Pitangui T

 he Pitangui River, with its source on Serra de Itaiacoca, drains parts of the municipalities of Castro, Carambeí and Ponta Grossa. It empties into the Tibagi below the mouth of the Bitumirim and above the old port of São Bento. From the First Plateau, where it is born, it crosses the Devonian Escarpment along an underground course. When it surfaces, it shows a difference in altitude of 42 meters, and is used by a hydroelectric plant (São Jorge, inaugurated in 1945), forming the Alagados Reservoir.

     Fazenda Pitangui was part of the great Conceição sesmaria obtained by Pedro Taques de Almeida and his kin. In 1727, José de Góes e Moraes gifted Fazenda Pitangui to the Jesuits seated in the Casa de Missões of Paranaguá. In that place the Jesuits, who had been established in the area since 1707, founded a small chapel dedicated to Saint Barbara, where they celebrated baptisms and marriages. A cemetery was built next to the chapel. Many fazendeiros and their families, the first occupants of Campos Gerais, were buried there.
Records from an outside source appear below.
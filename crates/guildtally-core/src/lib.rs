//! # guildtally-core
//!
//! Core domain types for the guildtally counter synchronization engine.
//!
//! This crate defines the vocabulary shared by every other crate in the
//! workspace: guild and channel identifiers, the three counter kinds and
//! their canonical ordering, the per-guild [`CounterRecord`], the compact
//! enabled-flag codec used at the persistence boundary, and display-name
//! rendering for counter channels.

pub mod error;
pub mod flags;
pub mod format;
pub mod id;
pub mod kind;
pub mod record;

pub use error::{CoreError, Result};
pub use flags::EnabledFlags;
pub use format::{COUNT_TOKEN, format_count, render_name};
pub use id::{ChannelId, GuildId};
pub use kind::{ChannelKind, CounterKind, KindMap};
pub use record::CounterRecord;
//! Instance configuration and per-call option resolution.
//!
//! Resolution is field by field: explicit per-call override → instance
//! default → hard-coded default. Order and locale overrides pass the same
//! validation wherever they are supplied.

use guildtally_core::{ChannelId, ChannelKind, CounterKind, EnabledFlags, KindMap};
use guildtally_platform::JoinPolicy;
use serde::{Deserialize, Serialize};

/// Hard-coded fallback locale.
pub const DEFAULT_LOCALE: &str = "en";

/// Instance-level defaults for counter creation and reconciliation.
#[derive(Debug, Clone, Serialize, Deserialize)]
pub struct CounterConfig {
    /// Channel type used for created counters.
    #[serde(default)]
    pub channel_kind: ChannelKind,
    /// Join/visibility policy applied to created counters.
    #[serde(default)]
    pub join_policy: JoinPolicy,
    /// Per-kind display-name templates; `{count}` is the substitution token.
    #[serde(default = "default_names")]
    pub names: KindMap<String>,
    /// Name of the category the counters are grouped under.
    #[serde(default = "default_category_name")]
    pub category_name: String,
    /// Creation order of the counter channels.
    #[serde(default = "default_order")]
    pub order: [CounterKind; 3],
    /// Per-kind enabled defaults.
    #[serde(default)]
    pub enabled: EnabledFlags,
    /// Locale tag used for digit grouping.
    #[serde(default = "default_locale")]
    pub locale: String,
}

fn default_names() -> KindMap<String> {
    KindMap {
        all: "All: {count}".to_string(),
        bots: "Bots: {count}".to_string(),
        humans: "Humans: {count}".to_string(),
    }
}

fn default_category_name() -> String {
    "\u{1f4ca} Stats".to_string()
}

fn default_order() -> [CounterKind; 3] {
    CounterKind::ALL
}

fn default_locale() -> String {
    DEFAULT_LOCALE.to_string()
}

impl Default for CounterConfig {
    fn default() -> Self {
        Self {
            channel_kind: ChannelKind::default(),
            join_policy: JoinPolicy::default(),
            names: default_names(),
            category_name: default_category_name(),
            order: default_order(),
            enabled: EnabledFlags::default(),
            locale: default_locale(),
        }
    }
}

impl CounterConfig {
    /// Normalizes a constructed config: the order and locale fields pass the
    /// same validation as per-call overrides.
    #[must_use]
    pub fn normalized(mut self) -> Self {
        self.order = valid_order(Some(&self.order));
        self.locale = valid_locale(Some(&self.locale), DEFAULT_LOCALE);
        self
    }
}

/// Per-call overrides for counter creation.
#[derive(Debug, Clone, Default)]
pub struct CreateCounterOptions {
    /// Per-kind name template overrides.
    pub names: KindMap<Option<String>>,
    /// Category name override, used only when a category is created.
    pub category_name: Option<String>,
    /// Pre-existing category channel to group the counters under.
    pub category_id: Option<ChannelId>,
    /// Per-kind enabled overrides.
    pub enabled: KindMap<Option<bool>>,
    /// Channel type override.
    pub channel_kind: Option<ChannelKind>,
    /// Creation order override; invalid shapes fall back to the default.
    pub order: Option<Vec<CounterKind>>,
    /// Locale override; anything longer than two characters falls back.
    pub locale: Option<String>,
    /// Join policy override.
    pub join_policy: Option<JoinPolicy>,
}

impl CreateCounterOptions {
    #[must_use]
    pub fn new() -> Self {
        Self::default()
    }

    #[must_use]
    pub fn with_name(mut self, kind: CounterKind, template: impl Into<String>) -> Self {
        self.names.set(kind, Some(template.into()));
        self
    }

    #[must_use]
    pub fn with_enabled(mut self, kind: CounterKind, state: bool) -> Self {
        self.enabled.set(kind, Some(state));
        self
    }

    #[must_use]
    pub fn with_category_id(mut self, category_id: ChannelId) -> Self {
        self.category_id = Some(category_id);
        self
    }

    #[must_use]
    pub fn with_order(mut self, order: Vec<CounterKind>) -> Self {
        self.order = Some(order);
        self
    }

    #[must_use]
    pub fn with_locale(mut self, locale: impl Into<String>) -> Self {
        self.locale = Some(locale.into());
        self
    }

    #[must_use]
    pub fn with_channel_kind(mut self, kind: ChannelKind) -> Self {
        self.channel_kind = Some(kind);
        self
    }

    #[must_use]
    pub fn with_join_policy(mut self, policy: JoinPolicy) -> Self {
        self.join_policy = Some(policy);
        self
    }
}

/// Fully resolved creation parameters.
#[derive(Debug, Clone)]
pub(crate) struct ResolvedCreate {
    pub names: KindMap<String>,
    pub category_name: String,
    pub category_id: Option<ChannelId>,
    pub enabled: EnabledFlags,
    pub channel_kind: ChannelKind,
    pub order: [CounterKind; 3],
    pub locale: String,
    pub join_policy: JoinPolicy,
}

impl CounterConfig {
    pub(crate) fn resolve(&self, options: CreateCounterOptions) -> ResolvedCreate {
        let mut names = self.names.clone();
        let mut enabled = self.enabled;
        for kind in CounterKind::ALL {
            if let Some(name) = options.names.get(kind) {
                names.set(kind, name.clone());
            }
            if let Some(state) = options.enabled.get(kind) {
                enabled.set(kind, *state);
            }
        }

        ResolvedCreate {
            names,
            category_name: options
                .category_name
                .unwrap_or_else(|| self.category_name.clone()),
            category_id: options.category_id,
            enabled,
            channel_kind: options.channel_kind.unwrap_or(self.channel_kind),
            order: valid_order(options.order.as_deref()),
            locale: valid_locale(options.locale.as_deref(), &self.locale),
            join_policy: options.join_policy.unwrap_or(self.join_policy),
        }
    }
}

/// Returns `candidate` when it is a permutation containing each counter kind
/// exactly once; any other shape (wrong length, duplicate kind, missing
/// kind, or no candidate at all) yields the canonical order.
#[must_use]
pub fn valid_order(candidate: Option<&[CounterKind]>) -> [CounterKind; 3] {
    let Some(order) = candidate else {
        return CounterKind::ALL;
    };
    if order.len() != 3 {
        return CounterKind::ALL;
    }
    for kind in CounterKind::ALL {
        if order.iter().filter(|candidate| **candidate == kind).count() != 1 {
            return CounterKind::ALL;
        }
    }
    [order[0], order[1], order[2]]
}

/// Returns `candidate` unless it is absent or longer than two characters, in
/// which case `fallback` is used. No whitelist check is performed.
#[must_use]
pub fn valid_locale(candidate: Option<&str>, fallback: &str) -> String {
    match candidate {
        Some(locale) if locale.chars().count() <= 2 => locale.to_string(),
        _ => fallback.to_string(),
    }
}

#[cfg(test)]
mod tests {
    use super::*;
    use CounterKind::{All, Bots, Humans};

    #[test]
    fn test_valid_order_accepts_permutations() {
        assert_eq!(valid_order(Some(&[Bots, All, Humans])), [Bots, All, Humans]);
        assert_eq!(valid_order(Some(&[Humans, Bots, All])), [Humans, Bots, All]);
        assert_eq!(valid_order(Some(&[All, Bots, Humans])), [All, Bots, Humans]);
    }

    #[test]
    fn test_valid_order_rejects_bad_shapes() {
        assert_eq!(valid_order(None), CounterKind::ALL);
        assert_eq!(valid_order(Some(&[])), CounterKind::ALL);
        assert_eq!(valid_order(Some(&[All, Bots])), CounterKind::ALL);
        assert_eq!(valid_order(Some(&[All, All, Bots])), CounterKind::ALL);
        assert_eq!(valid_order(Some(&[All, Bots, Humans, All])), CounterKind::ALL);
    }

    #[test]
    fn test_valid_locale() {
        assert_eq!(valid_locale(Some("de"), "en"), "de");
        assert_eq!(valid_locale(Some("f"), "en"), "f");
        assert_eq!(valid_locale(Some("fr-FR"), "en"), "en");
        assert_eq!(valid_locale(None, "en"), "en");
    }

    #[test]
    fn test_resolve_merges_field_wise() {
        let config = CounterConfig::default();
        let options = CreateCounterOptions::new()
            .with_enabled(Bots, false)
            .with_name(All, "Members: {count}")
            .with_order(vec![Humans, All, Bots])
            .with_locale("this-is-not-a-locale");

        let resolved = config.resolve(options);

        assert!(!resolved.enabled.bots);
        assert!(resolved.enabled.all);
        assert_eq!(resolved.names.all, "Members: {count}");
        assert_eq!(resolved.names.humans, "Humans: {count}");
        assert_eq!(resolved.order, [Humans, All, Bots]);
        assert_eq!(resolved.locale, "en");
    }

    #[test]
    fn test_normalized_fixes_constructed_config() {
        let config = CounterConfig {
            order: [All, All, Bots],
            locale: "en-US".to_string(),
            ..CounterConfig::default()
        }
        .normalized();

        assert_eq!(config.order, CounterKind::ALL);
        assert_eq!(config.locale, "en");
    }

    #[test]
    fn test_config_deserializes_with_defaults() {
        let config: CounterConfig = serde_json::from_str("{}").unwrap();
        assert_eq!(config.names.all, "All: {count}");
        assert_eq!(config.order, CounterKind::ALL);
        assert!(config.enabled.humans);
    }
}
//! Identifier newtypes for platform-side objects.
//!
//! Guild and channel identifiers are opaque strings minted by the platform.
//! They are never parsed or generated locally.

use std::fmt;

use serde::{Deserialize, Serialize};

/// Identifier of a guild (tenant) on the platform.
#[derive(Debug, Clone, PartialEq, Eq, Hash, Serialize, Deserialize)]
#[serde(transparent)]
pub struct GuildId(String);

impl GuildId {
    #[must_use]
    pub fn new(id: impl Into<String>) -> Self {
        Self(id.into())
    }

    #[must_use]
    pub fn as_str(&self) -> &str {
        &self.0
    }
}

impl fmt::Display for GuildId {
    fn fmt(&self, f: &mut fmt::Formatter<'_>) -> fmt::Result {
        f.write_str(&self.0)
    }
}

impl From<&str> for GuildId {
    fn from(id: &str) -> Self {
        Self(id.to_string())
    }
}

impl From<String> for GuildId {
    fn from(id: String) -> Self {
        Self(id)
    }
}

/// Identifier of a channel on the platform.
#[derive(Debug, Clone, PartialEq, Eq, Hash, Serialize, Deserialize)]
#[serde(transparent)]
pub struct ChannelId(String);

impl ChannelId {
    #[must_use]
    pub fn new(id: impl Into<String>) -> Self {
        Self(id.into())
    }

    #[must_use]
    pub fn as_str(&self) -> &str {
        &self.0
    }
}

impl fmt::Display for ChannelId {
    fn fmt(&self, f: &mut fmt::Formatter<'_>) -> fmt::Result {
        f.write_str(&self.0)
    }
}

impl From<&str> for ChannelId {
    fn from(id: &str) -> Self {
        Self(id.to_string())
    }
}

impl From<String> for ChannelId {
    fn from(id: String) -> Self {
        Self(id)
    }
}
//! Data types crossing the platform boundary.

use guildtally_core::{ChannelId, ChannelKind, GuildId};
use serde::{Deserialize, Serialize};

/// A guild as seen on the platform.
#[derive(Debug, Clone)]
pub struct PlatformGuild {
    pub id: GuildId,
    pub name: String,
}

/// A guild member with its automated classification.
#[derive(Debug, Clone)]
pub struct Member {
    /// Platform member id.
    pub id: String,
    /// Whether the platform classifies this member as automated.
    pub bot: bool,
}

impl Member {
    #[must_use]
    pub fn human(id: impl Into<String>) -> Self {
        Self {
            id: id.into(),
            bot: false,
        }
    }

    #[must_use]
    pub fn bot(id: impl Into<String>) -> Self {
        Self {
            id: id.into(),
            bot: true,
        }
    }
}

/// A named channel as seen on the platform.
#[derive(Debug, Clone)]
pub struct ChannelInfo {
    pub id: ChannelId,
    pub name: String,
}

/// Join/visibility policy applied to created counter channels.
///
/// Counter channels are display surfaces; the default keeps members from
/// joining voice counters.
#[derive(Debug, Clone, Copy, Default, PartialEq, Eq, Serialize, Deserialize)]
#[serde(rename_all = "lowercase")]
pub enum JoinPolicy {
    Open,
    #[default]
    Locked,
}

/// Request to create a channel.
#[derive(Debug, Clone)]
pub struct ChannelSpec {
    pub name: String,
    pub kind: ChannelKind,
    /// Category to parent the channel under, if any.
    pub parent: Option<ChannelId>,
    pub policy: JoinPolicy,
}
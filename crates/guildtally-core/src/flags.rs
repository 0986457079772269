//! Enabled-state flags for the three counter kinds.
//!
//! Internally the flags are three independent booleans. The persistence
//! backends store them as a compact positional `t`/`f` string (all, bots,
//! humans); the codec lives here so both backends share it, but nothing
//! outside the persistence boundary handles the encoded form.

use serde::{Deserialize, Serialize};

use crate::error::CoreError;
use crate::kind::CounterKind;

/// Enabled state of the three counter kinds of one guild.
#[derive(Debug, Clone, Copy, PartialEq, Eq, Serialize, Deserialize)]
pub struct EnabledFlags {
    pub all: bool,
    pub bots: bool,
    pub humans: bool,
}

impl Default for EnabledFlags {
    fn default() -> Self {
        Self {
            all: true,
            bots: true,
            humans: true,
        }
    }
}

impl EnabledFlags {
    #[must_use]
    pub fn get(self, kind: CounterKind) -> bool {
        match kind {
            CounterKind::All => self.all,
            CounterKind::Bots => self.bots,
            CounterKind::Humans => self.humans,
        }
    }

    pub fn set(&mut self, kind: CounterKind, state: bool) {
        match kind {
            CounterKind::All => self.all = state,
            CounterKind::Bots => self.bots = state,
            CounterKind::Humans => self.humans = state,
        }
    }

    /// Encodes to the 3-character storage form, e.g. `tft`.
    #[must_use]
    pub fn encode(self) -> String {
        let to_char = |flag: bool| if flag { 't' } else { 'f' };
        [to_char(self.all), to_char(self.bots), to_char(self.humans)]
            .iter()
            .collect()
    }

    /// Decodes the 3-character storage form.
    ///
    /// # Errors
    ///
    /// Returns `CoreError::InvalidFlags` when the input is not exactly three
    /// characters or contains anything other than `t`/`f`.
    pub fn decode(encoded: &str) -> Result<Self, CoreError> {
        let mut chars = encoded.chars();
        let mut next = || match chars.next() {
            Some('t') => Ok(true),
            Some('f') => Ok(false),
            _ => Err(CoreError::invalid_flags(encoded)),
        };
        let flags = Self {
            all: next()?,
            bots: next()?,
            humans: next()?,
        };
        if chars.next().is_some() {
            return Err(CoreError::invalid_flags(encoded));
        }
        Ok(flags)
    }
}

#[cfg(test)]
mod tests {
    use super::*;

    #[test]
    fn test_encode_positions() {
        let flags = EnabledFlags {
            all: true,
            bots: false,
            humans: true,
        };
        assert_eq!(flags.encode(), "tft");
        assert_eq!(EnabledFlags::default().encode(), "ttt");
    }

    #[test]
    fn test_decode_round_trip() {
        for encoded in ["ttt", "tft", "fff", "ftf"] {
            let flags = EnabledFlags::decode(encoded).unwrap();
            assert_eq!(flags.encode(), encoded);
        }
    }

    #[test]
    fn test_toggle_round_trip() {
        let original = EnabledFlags::default();
        let encoded = original.encode();

        let mut flags = original;
        flags.set(CounterKind::Bots, false);
        assert_eq!(flags.encode(), "tft");
        flags.set(CounterKind::Bots, true);
        assert_eq!(flags.encode(), encoded);
    }

    #[test]
    fn test_decode_rejects_bad_shapes() {
        assert!(EnabledFlags::decode("").is_err());
        assert!(EnabledFlags::decode("tt").is_err());
        assert!(EnabledFlags::decode("tttt").is_err());
        assert!(EnabledFlags::decode("txt").is_err());
        assert!(EnabledFlags::decode("TFT").is_err());
    }
}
     When the Jesuits were expelled from Brazil in 1759, the fazenda was confiscated by the Portuguese Crown and the property given over to the Diocese of São Paulo,which contracted new administrators.

     When the fazenda was leased to Atanagildo Pinto Martins in 1806, a full inventory was made. In the list of assets, there were 31 slaves, living in rammed earth houses with their families. Three elderly slave women, 93-year-old Gertrudes, Domingas, 81, and Páscoa, 79, named in the inventory, must have lived on the fazenda since the time of the Jesuits. Also listed were 500 horses, 100 head of cattle, 83 sheep and only two hinnies. There were tools for iron-working, carpentry and farming, like hoes and sickles. The houses and slave quarters were listed and their value set, as well as the chapel made of stone and mud, with various images of saints, old catechisms, Nativity scenes, bottles of Holy Oils, and religious vestments. Later on, these lands were auctioned off to private owners. The Chapel of Saint Barbara of Pitangui was taken under protection by the Coordenação do Patrimônio Cultural do Estado do Paranáin 2000. According to the Livro de Tombamento, “despite the actions of time, the chapel still holds some original traces: the pulpit, the old bell, two baptismal fonts sculpted in wood, the thurible, vestments, and the clay sculpture of Saint Barbara wearing a silver crown encrusted with colored stones”.